Being a leader in the Army and not just any unit in the Army but when you are in combat arms units like the Infantry sometimes you play the Father role in a soldier’s life. Leadership itself is defined “as a process whereby an individual influences a group of individuals to achieve a common goal.” (Northouse p.5 2013) A Presidential Candidate once said, “the poor and stupid fight this countries war.” You don’t know how right he was! Now it depends on your definition of poor and stupid? Poor in the military can be defined as lower middle-class to people that was living on the streets. Now stupid is a little harder to define. I was considered both poor and stupid because I joined the Army instead of going to college after High School. My family had no money to send me to school, I didn’t have the grades for any type of scholarship, and I basically didn’t want to go to college. I was working at the airport in Houston and making some money but it was a dead end job, which is NOT good when you are 18 years old so the Military seemed to be the logical choice. Of course people started telling, “how stupid I was for joining the Army while the US was trying to figure out what to do with the conflict in Bosnia.” A person does not join the Military for the money because in 1995 I was making $371 a month as a Private. There is something else that drives a person to join; maybe a love for country, a family tradition, or maybe a person is just looking for a way out of whatever situation they find themselves in at the time.
Once I was in the Army, I found myself placed with many different people who were coming from the same situation and all different types of backgrounds. I found myself integrated with these different people as I worked my way through the ranks and became a sergeant and was given my own team to look after. I was assigned eight guys which all of them came from different backgrounds and cultures.
It was even difficult for me as a leader to find myself catering to such different backgrounds and cultures which I had more soldiers. I mean I had one soldier from Jamaica, two soldiers the South, one from the north, one from Compton LA, one came from a pretty wealthy background, one came from a very dirt poor backwoods family, and one alone who just drifted everywhere and found himself in the Army when he was old enough. So as you can see at a very vast background of people I dealt with. Out of the eight soldiers I had right before we were given orders for the invasion of Iraq I was assigned five of these guys who were all of the age of 18. These guys have never really left home they just kind of went to school for small jobs they’re in town and started to serve their country.

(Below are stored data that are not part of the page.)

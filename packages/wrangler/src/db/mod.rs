//! SQLite database built from the CSV extracts.

mod loader;
mod schema;

pub use loader::{count_rows, load_database, load_table, reset_schema, LoadReport};
pub use schema::{TableSpec, TABLES};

We deployed to the Iraq war kicked off and we found ourselves parked outside of Baghdad at night before we pushed into the city and it was very clear and kind of cool night one of my soldiers the one that was from Compton LA started opening himself up to me and started telling me more about his background. He never really open himself up to me before he was a very skinny black kid who thought he was harder than a coffin nail because he grew up on the streets of Compton and thought he could fight his way out of anything. He had joined the Army to become a supply clerk but he got caught up with his girlfriend who worked a local McDonald’s in the two of them came up with a scheme to steal money from the safe and use it at their disposal. Only problem is they got caught and when he went before the judge the judge found that he was our enlisted in the Army just waiting to go the judge told the recruiters that instead of him being a supply clerk he needed to be more of an infantryman and maybe he’d learned a lesson in life and grow up. As he was telling me the story is attitude really change as he began to tell me how he never wanted to go back home because the only thing left back there for him is trouble. He thought because the street you grew up on that it only made sense to fight the people who grew up on the street next to him when in reality there’s actually nothing even fight about it just drugs and money. His eyes were open to the world and he confessed to me that I was more of a father to him than his own ever was in that really made me feel good that he wanted to do something else bigger and better with his life.
That’s why when you’re in a service it’s very important for you to have a good leader who is there for you because you spent so much time with each other that you do take on the father role. In the Style Approach I found myself being in the Team Management approach because this style realize on “a strong emphasis on both tasks and interpersonal relationships.” (Northouse p.81 2013)For me that was my pleasure that was my honor to be there for my soldiers.
References:
Northouse, P.G. (2013). Leadership: Theory and Practice (6th Ed) Los Angeles, Ca: Sage Publications.